Fígado Gorduroso Agudo da Gravidez: Fatores de Risco

HR Presidente Prudente - Hospital Regional de Presidente Prudente (SP) — Prova 2022

Enunciado

O fígado gorduroso agudo da gravidez (FGAG) é a principal causa de insuficiência hepática aguda e encefalopatia durante a gestação. Sobre essa doença, assinale a alternativa correta.

Alternativas

  1. A) Ocorre tipicamente no primeiro trimestre da gestação.
  2. B) Trata-se de uma doença com baixas mortalidades materna e fetal.
  3. C) É uma doença hepática gestacional relativamente comum.
  4. D) Os fatores de risco mais relevantes são primiparidade e gestação gemelar.
  5. E) A biópsia hepática é o exame padrão-ouro para o diagnóstico de FGAG.

Pérola Clínica

FGAG: doença rara e grave do 3º trimestre; fatores de risco incluem primiparidade e gestação gemelar.

Resumo-Chave

O Fígado Gorduroso Agudo da Gravidez (FGAG) é uma condição rara, mas grave, que tipicamente se manifesta no terceiro trimestre. Fatores de risco importantes incluem primiparidade e gestações múltiplas. A mortalidade materna e fetal pode ser alta se não houver diagnóstico e manejo rápidos, que geralmente envolvem o parto imediato.

Contexto Educacional

O Fígado Gorduroso Agudo da Gravidez (FGAG) é uma doença hepática rara, mas potencialmente fatal, que ocorre exclusivamente durante a gestação. Caracteriza-se por uma disfunção mitocondrial na oxidação de ácidos graxos, levando ao acúmulo de triglicerídeos nos hepatócitos e consequente insuficiência hepática aguda. A incidência é baixa, variando de 1:7.000 a 1:15.000 gestações, mas sua gravidade exige reconhecimento rápido.Os fatores de risco mais consistentemente associados ao FGAG incluem a primiparidade e a gestação gemelar ou múltipla. Outros fatores podem incluir a deficiência de 3-hidroxiacil-CoA desidrogenase de cadeia longa (LCHAD) no feto, uma condição autossômica recessiva que pode ser exacerbada pela demanda metabólica da gravidez. O diagnóstico é clínico e laboratorial, com elevação de transaminases, bilirrubinas, hipoglicemia, coagulopatia e, por vezes, encefalopatia. A biópsia hepática é confirmatória, mas raramente necessária em casos agudos devido ao risco de sangramento.O manejo do FGAG é uma emergência obstétrica e médica. O tratamento definitivo é o parto imediato, que geralmente leva à resolução da disfunção hepática. O suporte intensivo, incluindo correção de hipoglicemia, coagulopatias e monitoramento rigoroso, é fundamental. A mortalidade materna e fetal, embora tenha diminuído com o avanço do suporte intensivo, ainda pode ser significativa se o diagnóstico e o tratamento forem tardios. Residentes devem estar cientes dessa condição rara, mas grave, para garantir um manejo adequado e rápido.

Perguntas Frequentes

Quais são os principais fatores de risco para o Fígado Gorduroso Agudo da Gravidez (FGAG)?

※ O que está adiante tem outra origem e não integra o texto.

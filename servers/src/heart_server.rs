//! # Heart Record Server
//!
//! A TCP receiver for remote monitors that stream heart records over the
//! network instead of writing them locally. Every connection is persisted
//! byte-for-byte to `heartbeat_starting_<ts>.hrt` and rendered as text to
//! `human_heartbeat_<ts>.txt` and to stderr.
//!
//! Shutdown is handled by `tokio-graceful`: on Ctrl-C or SIGTERM the accept
//! loop stops and open connections get a few seconds to finish.

use std::net::SocketAddr;
use std::path::{Path, PathBuf};
use std::time::Duration;

use anyhow::{Context, Result};
use chrono::Utc;
use clap::Parser;
use tokio::net::{TcpListener, TcpStream};
use tokio_graceful::{Shutdown, ShutdownGuard};
use tracing::{error, info, warn};

use lib_heartmon::loggers::setup_logging;

mod heart_logic {
    pub mod receiver;
}
use heart_logic::receiver::{Receiver, open_session};

#[derive(Parser, Debug, Clone)]
#[clap(about = "Receives heart record streams over TCP and persists them", version)]
struct Args {
    #[clap(long, env = "HEARTMON_SERVER_ADDRESS", default_value = "0.0.0.0:18498", help = "The address to bind the server to.")]
    address: SocketAddr,

    #[clap(long, env = "HEARTMON_SERVER_OUT_DIR", default_value = ".", help = "Directory the received logs are written to.")]
    out_dir: PathBuf,

    #[clap(long, env = "HEARTMON_LOG_DIR", default_value = "./logs", help = "Directory for log files.")]
    log_dir: PathBuf,

    #[clap(long, env = "HEARTMON_LOG_LEVEL", default_value = "info", help = "Logging level (trace, debug, info, warn, error).")]
    log_level: String,
}

#[tokio::main]
async fn main() -> Result<()> {
    dotenvy::dotenv().ok();
    let args = Args::parse();
    let _log_guard = setup_logging("heart_server", &args.log_dir, &args.log_level)?;

    std::fs::create_dir_all(&args.out_dir)
        .with_context(|| format!("can't create output directory {}", args.out_dir.display()))?;
    let listener = TcpListener::bind(args.address)
        .await
        .with_context(|| format!("can't bind {}", args.address))?;
    info!("Beginning serving on {}", args.address);

    let shutdown: Shutdown = Shutdown::default();
    let out_dir = args.out_dir.clone();
    shutdown.spawn_task_fn(move |guard| accept_loop(guard, listener, out_dir));

    match shutdown.shutdown_with_limit(Duration::from_secs(10)).await {
        Ok(elapsed) => info!(
            "shutdown: gracefully {}s after shutdown signal received",
            elapsed.as_secs_f64()
        ),
        Err(e) => warn!("shutdown: forcefully due to timeout: {}", e),
    }

    info!("Bye!");
    Ok(())
}

async fn accept_loop(guard: ShutdownGuard, listener: TcpListener, out_dir: PathBuf) {
    loop {
        tokio::select! {
            _ = guard.cancelled() => {
                info!("No longer accepting connections");
                return;
            }
            accepted = listener.accept() => match accepted {
                Ok((conn, peer)) => {
                    let out_dir = out_dir.clone();
                    guard.spawn_task(async move {
                        if let Err(e) = handle_connection(conn, peer, &out_dir).await {
                            error!("Connection from {} failed: {}", peer, e);
                        }
                    });
                }
                Err(e) => {
                    error!("Accept failed: {}", e);
                    return;
                }
            }
        }
    }
}

async fn handle_connection(conn: TcpStream, peer: SocketAddr, out_dir: &Path) -> Result<()> {
    info!("Connection started from {}", peer);
    let session = open_session(out_dir, Utc::now()).await?;
    info!(
        "Persisting {} to {} and {}",
        peer,
        session.raw_path.display(),
        session.human_path.display()
    );

    let mut receiver = Receiver::new(session.raw, session.human, true);
    let stats = receiver.receive(conn).await?;
    let (raw, _) = receiver.into_inner();
    raw.into_inner().sync_all().await?;

    match stats.decode_error {
        Some(e) => warn!(
            "Connection from {} closed after {} bytes; rendering stopped after {} records: {}",
            peer, stats.bytes, stats.records, e
        ),
        None => info!(
            "Connection from {} closed after {} bytes, {} records",
            peer, stats.bytes, stats.records
        ),
    }
    Ok(())
}
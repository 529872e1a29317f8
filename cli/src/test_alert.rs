//! Sounds the alarm once and stops it again, to check the player and sound
//! file work on this machine before trusting the monitor with them.

use anyhow::{Result, bail};
use chrono::Utc;
use clap::{Parser, ValueHint};
use lib_heartmon::detector::{AlarmOptions, Alerter, ProcessAlarm};
use std::path::PathBuf;
use std::thread;
use std::time::Duration;

#[derive(Parser)]
#[clap(name = "test_alert", version, about = "Plays the heart monitor alarm for a few seconds.")]
pub struct Cli {
    #[clap(long, default_value = "mplayer")]
    pub program: String,

    #[clap(long, value_hint = ValueHint::FilePath, default_value = "StormSounds.m4a")]
    pub sound: PathBuf,

    #[clap(long, short = 's', default_value_t = 5)]
    pub seconds: u64,
}

fn main() {
    env_logger::Builder::from_env(env_logger::Env::default().default_filter_or("info")).init();
    let args = Cli::parse();
    if let Err(e) = run(&args) {
        eprintln!("Error: {:#}", e);
        std::process::exit(1);
    }
}

fn run(args: &Cli) -> Result<()> {
    let mut alerter = Alerter::new(ProcessAlarm::new(AlarmOptions {
        program: args.program.clone(),
        sound_file: args.sound.clone(),
    }));

    alerter.alert(Some(Utc::now()));
    if !alerter.is_sounding() {
        bail!("the alarm did not start; is {} installed?", args.program);
    }
    log::info!("Alarm sounding for {}s", args.seconds);
    thread::sleep(Duration::from_secs(args.seconds));
    alerter.stop(Some(Utc::now()));
    Ok(())
}
//! streamsim — emulates live and in-progress ("event") adaptive streaming
//! sessions for test purposes.
//!
//! Static, pre-recorded HLS playlists and DASH manifests are rewritten on
//! every request into the partial view a player would see at a synthetic
//! "current time", derived from wall-clock elapsed time since the server
//! started. Media segments and everything else are served unmodified.

pub mod clock;
pub mod config;
pub mod dash;
pub mod error;
pub mod hls;
pub mod server;
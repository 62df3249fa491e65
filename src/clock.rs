//! Process-wide time base.
//!
//! A single origin timestamp is captured at startup. Every request derives
//! its virtual playback position from the monotonic elapsed time since then,
//! plus the configured minimum offset. The clock is read-only after
//! construction, so concurrent requests need no coordination.

use chrono::{DateTime, Local};
use std::time::{Duration, Instant};

/// Startup timestamp shared by every request.
#[derive(Clone, Copy, Debug)]
pub struct SessionClock {
    started: Instant,
    started_wall: DateTime<Local>,
}

impl SessionClock {
    /// Capture the origin timestamp. Called once at startup.
    pub fn start() -> Self {
        Self {
            started: Instant::now(),
            started_wall: Local::now(),
        }
    }

    /// Virtual playback position in seconds: elapsed wall-clock time since
    /// startup plus the configured minimum offset.
    pub fn play_position(&self, min_time: f64) -> f64 {
        self.started.elapsed().as_secs_f64() + min_time
    }

    /// Wall-clock instant the fixture began running, used as the base for
    /// `EXT-X-PROGRAM-DATE-TIME` timestamps.
    pub fn started_wall(&self) -> DateTime<Local> {
        self.started_wall
    }

    /// Time since startup.
    pub fn elapsed(&self) -> Duration {
        self.started.elapsed()
    }
}

// ── Tests ─────────────────────────────────────────────────────────────────────

#[cfg(test)]
mod tests {
    use super::*;

    #[test]
    fn play_position_includes_min_time() {
        let clock = SessionClock::start();
        let pos = clock.play_position(10.0);
        assert!(pos >= 10.0);
        assert!(pos < 11.0, "fresh clock should be close to min_time");
    }

    #[test]
    fn play_position_is_monotonic() {
        let clock = SessionClock::start();
        let a = clock.play_position(0.0);
        let b = clock.play_position(0.0);
        assert!(b >= a);
    }
}
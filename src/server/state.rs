use crate::{clock::SessionClock, config::Config};
use std::sync::Arc;

/// Application state shared across all handlers.
///
/// Both fields are read-only after startup, so concurrent requests share
/// them without locking.
#[derive(Clone)]
pub struct AppState {
    /// Session configuration
    pub config: Arc<Config>,
    /// Startup time base
    pub clock: SessionClock,
}

impl AppState {
    /// Create a new AppState with the given configuration, capturing the
    /// session time base now.
    pub fn new(config: Config) -> Self {
        Self {
            config: Arc::new(config),
            clock: SessionClock::start(),
        }
    }
}
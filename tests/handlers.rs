//! Handler-level tests using tower::ServiceExt::oneshot.
//!
//! Tests the full Axum router (dispatch + rewriters) against a temporary
//! asset directory, without binding a TCP listener.

use axum::{
    body::Body,
    http::{Request, StatusCode},
};
use http_body_util::BodyExt;
use std::path::Path;
use streamsim::config::{Config, StreamMode};
use streamsim::server::build_router;
use tempfile::TempDir;
use tower::ServiceExt;

const PLAYLIST: &str = "\
#EXTM3U
#EXT-X-VERSION:3
#EXT-X-TARGETDURATION:6
#EXT-X-PLAYLIST-TYPE:VOD
#EXT-X-MEDIA-SEQUENCE:0
#EXTINF:6.000,
seg0.ts
#EXTINF:6.000,
seg1.ts
#EXTINF:6.000,
seg2.ts
#EXT-X-ENDLIST
";

const MANIFEST: &str = r#"<?xml version="1.0" encoding="utf-8"?>
<MPD xmlns="urn:mpeg:dash:schema:mpd:2011" type="static" mediaPresentationDuration="PT10.0S">
  <Period id="0">
    <SegmentTemplate timescale="1000" media="video_$Number$.m4s">
      <SegmentTimeline>
        <S t="0" d="2000" r="4" />
      </SegmentTimeline>
    </SegmentTemplate>
  </Period>
</MPD>
"#;

/// Build a test config over the given asset root.
fn test_config(mode: StreamMode, root: &Path) -> Config {
    Config {
        mode,
        min_time: 10.0,
        live_window: 30.0,
        add_program_date_time: false,
        add_discontinuities: false,
        serve_all: false,
        port: 0,
        root: root.to_path_buf(),
    }
}

/// Write the standard fixture assets into a fresh temp directory.
fn asset_dir() -> TempDir {
    let dir = TempDir::new().unwrap();
    std::fs::write(dir.path().join("playlist.m3u8"), PLAYLIST).unwrap();
    std::fs::write(dir.path().join("manifest.mpd"), MANIFEST).unwrap();
    std::fs::write(dir.path().join("seg0.ts"), b"segment-bytes").unwrap();
    std::fs::write(dir.path().join("notes.txt"), b"not a stream file").unwrap();
    dir
}

async fn get(app: axum::Router, uri: &str) -> (StatusCode, Vec<u8>, Option<String>) {
    let req = Request::builder().uri(uri).body(Body::empty()).unwrap();
    let resp = app.oneshot(req).await.unwrap();
    let status = resp.status();
    let content_type = resp
        .headers()
        .get("content-type")
        .map(|v| v.to_str().unwrap().to_string());
    let body = resp.into_body().collect().await.unwrap().to_bytes().to_vec();
    (status, body, content_type)
}

// ── Health endpoint ─────────────────────────────────────────────────────────

#[tokio::test]
async fn health_returns_200_with_json() {
    let dir = asset_dir();
    let app = build_router(test_config(StreamMode::Event, dir.path()));

    let (status, body, _) = get(app, "/health").await;
    assert_eq!(status, StatusCode::OK);

    let json: serde_json::Value = serde_json::from_slice(&body).unwrap();
    assert_eq!(json["status"], "ok");
    assert_eq!(json["mode"], "event");
    assert!(json["version"].is_string());
    assert!(json["uptime_seconds"].is_number());
}

// ── VOD pass-through ────────────────────────────────────────────────────────

#[tokio::test]
async fn vod_playlist_is_byte_identical() {
    let dir = asset_dir();
    let app = build_router(test_config(StreamMode::Vod, dir.path()));

    let (status, body, content_type) = get(app, "/playlist.m3u8").await;
    assert_eq!(status, StatusCode::OK);
    assert_eq!(body, PLAYLIST.as_bytes());
    assert_eq!(
        content_type.as_deref(),
        Some("application/vnd.apple.mpegurl")
    );
}

#[tokio::test]
async fn vod_manifest_is_byte_identical() {
    let dir = asset_dir();
    let app = build_router(test_config(StreamMode::Vod, dir.path()));

    let (status, body, content_type) = get(app, "/manifest.mpd").await;
    assert_eq!(status, StatusCode::OK);
    assert_eq!(body, MANIFEST.as_bytes());
    assert_eq!(content_type.as_deref(), Some("application/dash+xml"));
}

#[tokio::test]
async fn live_manifest_is_byte_identical() {
    // DASH emulation is event-only; live serves manifests unmodified.
    let dir = asset_dir();
    let app = build_router(test_config(StreamMode::Live, dir.path()));

    let (status, body, _) = get(app, "/manifest.mpd").await;
    assert_eq!(status, StatusCode::OK);
    assert_eq!(body, MANIFEST.as_bytes());
}

// ── Event rewriting ─────────────────────────────────────────────────────────

#[tokio::test]
async fn event_playlist_is_truncated() {
    let dir = asset_dir();
    // min_time 10s, elapsed ~0: play position sits inside segment 1.
    let app = build_router(test_config(StreamMode::Event, dir.path()));

    let (status, body, _) = get(app, "/playlist.m3u8").await;
    assert_eq!(status, StatusCode::OK);

    let text = String::from_utf8(body).unwrap();
    assert!(text.contains("#EXT-X-MEDIA-SEQUENCE:0"));
    assert!(text.contains("#EXT-X-PLAYLIST-TYPE:EVENT"));
    assert!(text.contains("seg0.ts"));
    assert!(!text.contains("seg1.ts"));
    assert!(!text.contains("#EXT-X-ENDLIST"));
}

#[tokio::test]
async fn event_playlist_completes_once_play_time_passes_the_end() {
    let dir = asset_dir();
    let mut config = test_config(StreamMode::Event, dir.path());
    config.min_time = 100.0;
    let app = build_router(config);

    let (_, body, _) = get(app, "/playlist.m3u8").await;
    let text = String::from_utf8(body).unwrap();
    assert!(text.contains("seg2.ts"));
    assert!(text.contains("#EXT-X-ENDLIST"));
}

#[tokio::test]
async fn event_manifest_is_rewritten_dynamic_and_truncated() {
    let dir = asset_dir();
    // play position ~10s over 2s segments: 5 occurrences elapsed, r=4 kept.
    let app = build_router(test_config(StreamMode::Event, dir.path()));

    let (status, body, content_type) = get(app, "/manifest.mpd").await;
    assert_eq!(status, StatusCode::OK);
    assert_eq!(content_type.as_deref(), Some("application/dash+xml"));

    let text = String::from_utf8(body).unwrap();
    assert!(text.contains("type=\"dynamic\""));
    assert!(!text.contains("mediaPresentationDuration"));
    assert!(text.contains(r#"<S t="0" d="2000" r="4" />"#));
}

#[tokio::test]
async fn event_manifest_truncates_partially_elapsed_groups() {
    let dir = asset_dir();
    let mut config = test_config(StreamMode::Event, dir.path());
    // ~7s in: 3 of 5 occurrences elapsed.
    config.min_time = 7.0;
    let app = build_router(config);

    let (_, body, _) = get(app, "/manifest.mpd").await;
    let text = String::from_utf8(body).unwrap();
    assert!(text.contains(r#"<S t="0" d="2000" r="2" />"#));
}

// ── Plain file serving and the extension whitelist ──────────────────────────

#[tokio::test]
async fn segments_are_served_unmodified_in_any_mode() {
    let dir = asset_dir();
    let app = build_router(test_config(StreamMode::Live, dir.path()));

    let (status, body, content_type) = get(app, "/seg0.ts").await;
    assert_eq!(status, StatusCode::OK);
    assert_eq!(body, b"segment-bytes");
    assert_eq!(content_type.as_deref(), Some("video/MP2T"));
}

#[tokio::test]
async fn unknown_extension_is_rejected_by_default() {
    let dir = asset_dir();
    let app = build_router(test_config(StreamMode::Vod, dir.path()));

    let (status, body, _) = get(app, "/notes.txt").await;
    assert_eq!(status, StatusCode::NOT_FOUND);
    assert!(body.is_empty());
}

#[tokio::test]
async fn serve_all_relaxes_the_extension_whitelist() {
    let dir = asset_dir();
    let mut config = test_config(StreamMode::Vod, dir.path());
    config.serve_all = true;
    let app = build_router(config);

    let (status, body, _) = get(app, "/notes.txt").await;
    assert_eq!(status, StatusCode::OK);
    assert_eq!(body, b"not a stream file");
}

#[tokio::test]
async fn missing_file_returns_404_with_empty_body() {
    let dir = asset_dir();
    let app = build_router(test_config(StreamMode::Event, dir.path()));

    let (status, body, _) = get(app, "/nonexistent.m3u8").await;
    assert_eq!(status, StatusCode::NOT_FOUND);
    assert!(body.is_empty());
}

#[tokio::test]
async fn path_traversal_returns_404() {
    let dir = asset_dir();
    let app = build_router(test_config(StreamMode::Vod, dir.path()));

    let (status, _, _) = get(app, "/../playlist.m3u8").await;
    assert_eq!(status, StatusCode::NOT_FOUND);
}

Os fatores de risco mais relevantes para o FGAG incluem primiparidade (primeira gestação), gestação gemelar ou múltipla, sexo masculino do feto e deficiência materna de 3-hidroxiacil-CoA desidrogenase de cadeia longa (LCHAD), uma condição genética que afeta o metabolismo de ácidos graxos.

Em qual trimestre da gestação o FGAG tipicamente se manifesta?

O Fígado Gorduroso Agudo da Gravidez (FGAG) tipicamente se manifesta no terceiro trimestre da gestação, embora possa ocorrer mais cedo. Raramente, pode surgir no pós-parto imediato. É importante diferenciar de outras condições hepáticas gestacionais que podem ocorrer em outros trimestres.

Qual é o tratamento principal para o FGAG?

O tratamento principal para o FGAG é o parto imediato, independentemente da idade gestacional, uma vez que a condição é reversível após a remoção da placenta. O manejo de suporte intensivo, incluindo correção de distúrbios metabólicos e coagulopatias, é crucial antes e após o parto.